Among his solo efforts, he published a study on syphilitic spinal paralysis, titled Contribution à l’étude anatomique et clinique des paralysies spinales syphilitiques (1894). In addition to his neurological research, Sottas was the author of several works with historical themes, the following being a few of his better known writings in this field:
- Histoire de la Compagnie royale des Indes orientales, 1664-1719, 1905 - History of the Royal East India Company.
- L'astrolabe-quadrant du Musée des antiquités de Rouen, 1910 - The Astrolabe Quadrant at the Museum of Antiquities in Rouen.

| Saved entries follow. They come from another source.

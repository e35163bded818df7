use anyhow::Result;
use exam_results_client::ApiClient;
use exam_results_service::LookupService;

use crate::open_storage;

pub(crate) async fn run_search(
    phrase: &str,
    limit: Option<usize>,
    all: bool,
    server: Option<&str>,
) -> Result<()> {
    let results = if let Some(server) = server {
        ApiClient::new(server)?.search_with_limit(phrase, limit, all).await?
    } else {
        let lookup = LookupService::new(open_storage().await?);
        let limit = limit.map(|n| n.to_string());
        lookup.search(Some(phrase), limit.as_deref(), all).await?
    };
    println!("{}", serde_json::to_string_pretty(&results)?);
    Ok(())
}

pub(crate) async fn run_get(index_number: &str, server: Option<&str>) -> Result<()> {
    let student = if let Some(server) = server {
        match ApiClient::new(server)?.get_student(index_number).await {
            Ok(student) => Some(student),
            Err(e) if e.is_not_found() => None,
            Err(e) => return Err(e.into()),
        }
    } else {
        let lookup = LookupService::new(open_storage().await?);
        match lookup.get_by_index_number(index_number).await {
            Ok(student) => Some(student),
            Err(e) if e.is_not_found() => None,
            Err(e) => return Err(e.into()),
        }
    };
    match student {
        Some(student) => println!("{}", serde_json::to_string_pretty(&student)?),
        None => println!("Student not found: {index_number}"),
    }
    Ok(())
}
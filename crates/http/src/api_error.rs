//! Typed API error for HTTP handlers.
//!
//! Converts service errors into HTTP responses with a JSON body:
//! `{"error": "message"}`.

use axum::Json;
use axum::http::StatusCode;
use axum::response::{IntoResponse, Response};
use exam_results_service::ServiceError;

pub const STUDENT_NOT_FOUND: &str = "Student not found";
pub const SEARCH_FAILED: &str = "An error occurred while searching students";
pub const FETCH_FAILED: &str = "An error occurred while fetching student details";

/// `Internal` logs the real error server-side and returns the static
/// message to the client.
#[derive(Debug)]
pub enum ApiError {
    /// 400 Bad Request: invalid query parameters.
    BadRequest(String),
    /// 404 Not Found: no record for the requested key.
    NotFound(String),
    /// 500 Internal Server Error: backend failure. Details logged, not exposed.
    Internal { message: &'static str, source: anyhow::Error },
}

impl ApiError {
    /// Map a service error, using `internal_message` for backend failures.
    pub fn from_service(err: ServiceError, internal_message: &'static str) -> Self {
        match err {
            ServiceError::Validation(e) => Self::BadRequest(e.to_string()),
            ServiceError::NotFound(_) => Self::NotFound(STUDENT_NOT_FOUND.to_owned()),
            other => Self::Internal { message: internal_message, source: other.into() },
        }
    }
}

impl IntoResponse for ApiError {
    fn into_response(self) -> Response {
        let (status, message) = match self {
            Self::BadRequest(msg) => (StatusCode::BAD_REQUEST, msg),
            Self::NotFound(msg) => (StatusCode::NOT_FOUND, msg),
            Self::Internal { message, source } => {
                tracing::error!(error = ?source, "{message}");
                (StatusCode::INTERNAL_SERVER_ERROR, message.to_owned())
            },
        };
        let body = serde_json::json!({"error": message});
        (status, Json(body)).into_response()
    }
}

- Les messageries maritimes de Venise aux XIVe & XVe siècles, 1938 - Messageries Maritimes of Venice in the fourteenth and fifteenth centuries.

== Associated eponym ==
- "Dejerine–Sottas neuropathy": A congenital form of hypertrophic neuritis characterized by sensorimotor disturbances in the extremities. The disease begins in early childhood and is slowly progressive.